II PAS DE REPRÉSAILLES

Cependant les hommes qui dominaient la Commune, la précipitent, sous prétexte de talion, dans l’arbitraire et dans la tyrannie. Tous les principes sont violés. Victor Hugo s’indigne, et sa protestation est reproduite par toute la presse libre de l’Europe. La voici :


    Je ne fais point fléchir les mots auxquels je crois,
    Raison, progrès, honneur, loyauté, devoirs, droits.
    On ne va point au vrai par une route oblique.

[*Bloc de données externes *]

use std::io::Write;

use anyhow::{Context, Result};
use clap::{CommandFactory, ValueEnum};
use clap_complete::Shell;

use crate::Cli;

#[derive(Copy, Clone, Debug, Eq, PartialEq, ValueEnum)]
pub(crate) enum CliCompletionShell {
    Bash,
    Zsh,
    Fish,
    Powershell,
}

impl From<CliCompletionShell> for Shell {
    fn from(shell: CliCompletionShell) -> Self {
        match shell {
            CliCompletionShell::Bash => Shell::Bash,
            CliCompletionShell::Zsh => Shell::Zsh,
            CliCompletionShell::Fish => Shell::Fish,
            CliCompletionShell::Powershell => Shell::PowerShell,
        }
    }
}

pub(crate) fn write_completions_script<W: Write>(
    shell: CliCompletionShell,
    writer: &mut W,
) -> Result<()> {
    let mut command = Cli::command();
    let generator: Shell = shell.into();
    let mut generated = Vec::new();
    clap_complete::generate(generator, &mut command, "domainkit", &mut generated);

    writer
        .write_all(&generated)
        .with_context(|| "failed writing generated completion script")?;
    writer
        .flush()
        .with_context(|| "failed flushing completion script")?;
    Ok(())
}
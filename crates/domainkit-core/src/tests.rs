use std::path::Path;

use super::*;

#[test]
fn find_in_extracts_first_four_part_token() {
    let version = FileVersion::find_in("driver-1.2.10.0").expect("token should parse");
    assert_eq!(version, FileVersion::new(1, 2, 10, 0));
    assert_eq!(version.components(), [1, 2, 10, 0]);
}

#[test]
fn find_in_ignores_trailing_suffix() {
    let version = FileVersion::find_in("tool-2.0.0.1-beta").expect("token should parse");
    assert_eq!(version.to_string(), "2.0.0.1");
}

#[test]
fn find_in_skips_non_ascii_digits() {
    let version = FileVersion::find_in("driver-\u{0663}1.2.3.4").expect("token should parse");
    assert_eq!(version, FileVersion::new(1, 2, 3, 4));
}

#[test]
fn find_in_takes_first_match_of_longer_dotted_run() {
    let version = FileVersion::find_in("pkg-1.2.3.4.5").expect("token should parse");
    assert_eq!(version, FileVersion::new(1, 2, 3, 4));
}

#[test]
fn find_in_rejects_three_part_versions() {
    let err = FileVersion::find_in("driver-1.2.3").expect_err("three parts must not match");
    assert_eq!(err, VersionError::MissingToken("driver-1.2.3".to_string()));
}

#[test]
fn find_in_reports_component_overflow() {
    let err = FileVersion::find_in("x-1.2.3.99999999999999999999999")
        .expect_err("overflowing component must fail");
    assert!(
        matches!(err, VersionError::ComponentOutOfRange { ref component, .. } if component == "99999999999999999999999"),
        "unexpected error: {err}"
    );
}

#[test]
fn ordering_is_component_wise_not_lexical() {
    let low = FileVersion::new(1, 2, 3, 4);
    let high = FileVersion::new(1, 2, 10, 0);
    assert!(high > low);
    assert!(FileVersion::new(2, 0, 0, 0) > FileVersion::new(1, 99, 99, 99));
    assert!(FileVersion::new(1, 0, 0, 1) > FileVersion::new(1, 0, 0, 0));
}

#[test]
fn from_str_requires_exactly_four_components() {
    assert_eq!(
        "10.0.19041.1".parse::<FileVersion>().expect("must parse"),
        FileVersion::new(10, 0, 19041, 1)
    );
    assert!("1.2.3".parse::<FileVersion>().is_err());
    assert!("1.2.3.4.5".parse::<FileVersion>().is_err());
    assert!("1..3.4".parse::<FileVersion>().is_err());
    assert!("1.2.3.x".parse::<FileVersion>().is_err());
}

#[test]
fn parse_lenient_pads_missing_components() {
    assert_eq!(
        FileVersion::parse_lenient("8.1.22").expect("must parse"),
        FileVersion::new(8, 1, 22, 0)
    );
    assert_eq!(
        FileVersion::parse_lenient(" 3.4 ").expect("must parse"),
        FileVersion::new(3, 4, 0, 0)
    );
    assert!(FileVersion::parse_lenient("7").is_err());
    assert!(FileVersion::parse_lenient("1.2.3.4.5").is_err());
}

#[test]
fn file_version_serializes_as_dotted_string() {
    let json = serde_json::to_string(&FileVersion::new(3, 1, 4, 1)).expect("must serialize");
    assert_eq!(json, "\"3.1.4.1\"");
    let back: FileVersion = serde_json::from_str(&json).expect("must deserialize");
    assert_eq!(back, FileVersion::new(3, 1, 4, 1));
}

#[test]
fn extension_filter_normalizes_dot_and_case() {
    let filter = ExtensionFilter::new(".MSI");
    assert_eq!(filter.as_str(), "msi");
    assert_eq!(filter.to_string(), "*.msi");
    assert!(filter.matches(Path::new("share/driver-1.2.3.4.msi")));
    assert!(filter.matches(Path::new("DRIVER-1.2.3.4.Msi")));
    assert!(!filter.matches(Path::new("a.txt")));
    assert!(!filter.matches(Path::new("b.exe")));
    assert!(!filter.matches(Path::new("notmsi")));
    assert!(!filter.matches(Path::new(".msi")));
}

#[test]
fn extension_filter_accepts_glob_spelling() {
    let filter = ExtensionFilter::new("*.msi");
    assert_eq!(filter, ExtensionFilter::new("msi"));
    assert!(filter.matches(Path::new("driver-1.2.3.4.msi")));
    assert_eq!(ExtensionFilter::new("*").to_string(), "*");
}

#[test]
fn extension_filter_supports_multi_part_extensions() {
    let filter = ExtensionFilter::new("tar.gz");
    assert!(filter.matches(Path::new("bundle-1.0.0.0.tar.gz")));
    assert!(!filter.matches(Path::new("bundle-1.0.0.0.gz")));
}

#[test]
fn empty_extension_filter_matches_everything() {
    let filter = ExtensionFilter::new("");
    assert_eq!(filter.to_string(), "*");
    assert!(filter.matches(Path::new("anything")));
}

    Sois juste ; c’est ainsi qu’on sert la république ;
    Le devoir envers elle et l’équité pour tous ;
    Pas de colère ; et nul n’est juste s’il n’est doux.
    La Révolution est une souveraine ;
    Le peuple est un lutteur prodigieux qui traîne
    Le passé vers le gouffre et l’y pousse du pied ;
    Soit. Mais je ne connais, dans l’ombre qui me sied,
    Pas d’autre majesté que toi, ma conscience.
    J’ai la foi. Ma candeur sort de l’expérience.
    Ceux que j’ai terrassés, je ne les brise pas.